RECORDS SUPPLIED =
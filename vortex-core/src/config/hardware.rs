//! Hardware configuration types
//!
//! Pin assignments, servo pulse timing and startup settle times.

#[cfg(feature = "serde")]
use serde::{Deserialize, Serialize};

/// Pin configuration with optional inversion
#[derive(Debug, Clone, Copy, PartialEq, Eq, Default)]
#[cfg_attr(feature = "defmt", derive(defmt::Format))]
#[cfg_attr(feature = "serde", derive(Serialize, Deserialize))]
pub struct PinConfig {
    /// GPIO pin number
    pub pin: u8,
    /// Pin is active-low (inverted)
    #[cfg_attr(feature = "serde", serde(default))]
    pub inverted: bool,
    /// Enable internal pull-up
    #[cfg_attr(feature = "serde", serde(default))]
    pub pull_up: bool,
}

impl PinConfig {
    /// Create a new pin config
    pub const fn new(pin: u8) -> Self {
        Self {
            pin,
            inverted: false,
            pull_up: false,
        }
    }

    /// Create a pin with pull-up enabled
    pub const fn with_pullup(pin: u8) -> Self {
        Self {
            pin,
            inverted: false,
            pull_up: true,
        }
    }

    /// Create an active-low input idling high on its pull-up
    ///
    /// This is how a momentary switch to ground is wired.
    pub const fn active_low_pullup(pin: u8) -> Self {
        Self {
            pin,
            inverted: true,
            pull_up: true,
        }
    }

    /// Electrical level (true = high) that means "active" for this pin
    pub const fn active_high(&self) -> bool {
        !self.inverted
    }
}

/// Hobby servo pulse timing
///
/// The defaults match the common Arduino servo convention (544-2400 µs
/// over 0-180°) at a 50 Hz frame.
#[derive(Debug, Clone, Copy, PartialEq, Eq)]
#[cfg_attr(feature = "defmt", derive(defmt::Format))]
#[cfg_attr(feature = "serde", derive(Serialize, Deserialize))]
#[cfg_attr(feature = "serde", serde(default))]
pub struct ServoConfig {
    /// Pulse width at 0°
    pub min_pulse_us: u16,
    /// Pulse width at full travel
    pub max_pulse_us: u16,
    /// PWM frame period
    pub period_us: u16,
    /// Mechanical travel in degrees
    pub travel_deg: u8,
}

impl Default for ServoConfig {
    fn default() -> Self {
        Self {
            min_pulse_us: 544,
            max_pulse_us: 2400,
            period_us: 20_000,
            travel_deg: 180,
        }
    }
}

impl ServoConfig {
    /// Pulse width for an angle, clamped to the servo's travel
    pub fn pulse_width_us(&self, angle: u8) -> u16 {
        let angle = angle.min(self.travel_deg) as u32;
        let travel = self.travel_deg.max(1) as u32;
        let span = self.max_pulse_us.saturating_sub(self.min_pulse_us) as u32;
        self.min_pulse_us + (angle * span / travel) as u16
    }
}

/// Settle pauses used during power-on
#[derive(Debug, Clone, Copy, PartialEq, Eq)]
#[cfg_attr(feature = "defmt", derive(defmt::Format))]
#[cfg_attr(feature = "serde", derive(Serialize, Deserialize))]
#[cfg_attr(feature = "serde", serde(default))]
pub struct StartupConfig {
    /// Wait after attaching the servos before driving anything
    pub attach_settle_ms: u32,
    /// Wait after switching every solenoid off
    pub solenoid_settle_ms: u32,
    /// Wait after commanding both servos to 0°
    pub servo_settle_ms: u32,
}

impl Default for StartupConfig {
    fn default() -> Self {
        Self {
            attach_settle_ms: 200,
            solenoid_settle_ms: 100,
            servo_settle_ms: 100,
        }
    }
}
//! Push button trigger
//!
//! The reference wiring is a switch to ground with the pin pulled up, so a
//! press reads LOW.

use vortex_core::config::PinConfig;
use vortex_core::traits::TriggerInput;
use vortex_hal::InputPin;

/// Momentary push button on a GPIO
pub struct ButtonTrigger<P> {
    pin: P,
    /// If true, pressed = pin LOW
    active_low: bool,
}

impl<P: InputPin> ButtonTrigger<P> {
    /// Create a button trigger
    pub fn new(pin: P, active_low: bool) -> Self {
        Self { pin, active_low }
    }

    /// Create a button with the polarity from its pin config
    pub fn from_config(pin: P, config: &PinConfig) -> Self {
        Self::new(pin, config.inverted)
    }
}

impl<P: InputPin> TriggerInput for ButtonTrigger<P> {
    fn is_asserted(&self) -> bool {
        self.pin.is_high() != self.active_low
    }
}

GOAL OF THE EXERCISE = Looking over the records, find each line with the word "PinConfig" and copy it.

RESPONSE AREA =
pub struct PinConfig {
impl PinConfig {
use vortex_core::config::PinConfig;
    pub fn from_config(pin: P, config: &PinConfig) -> Self {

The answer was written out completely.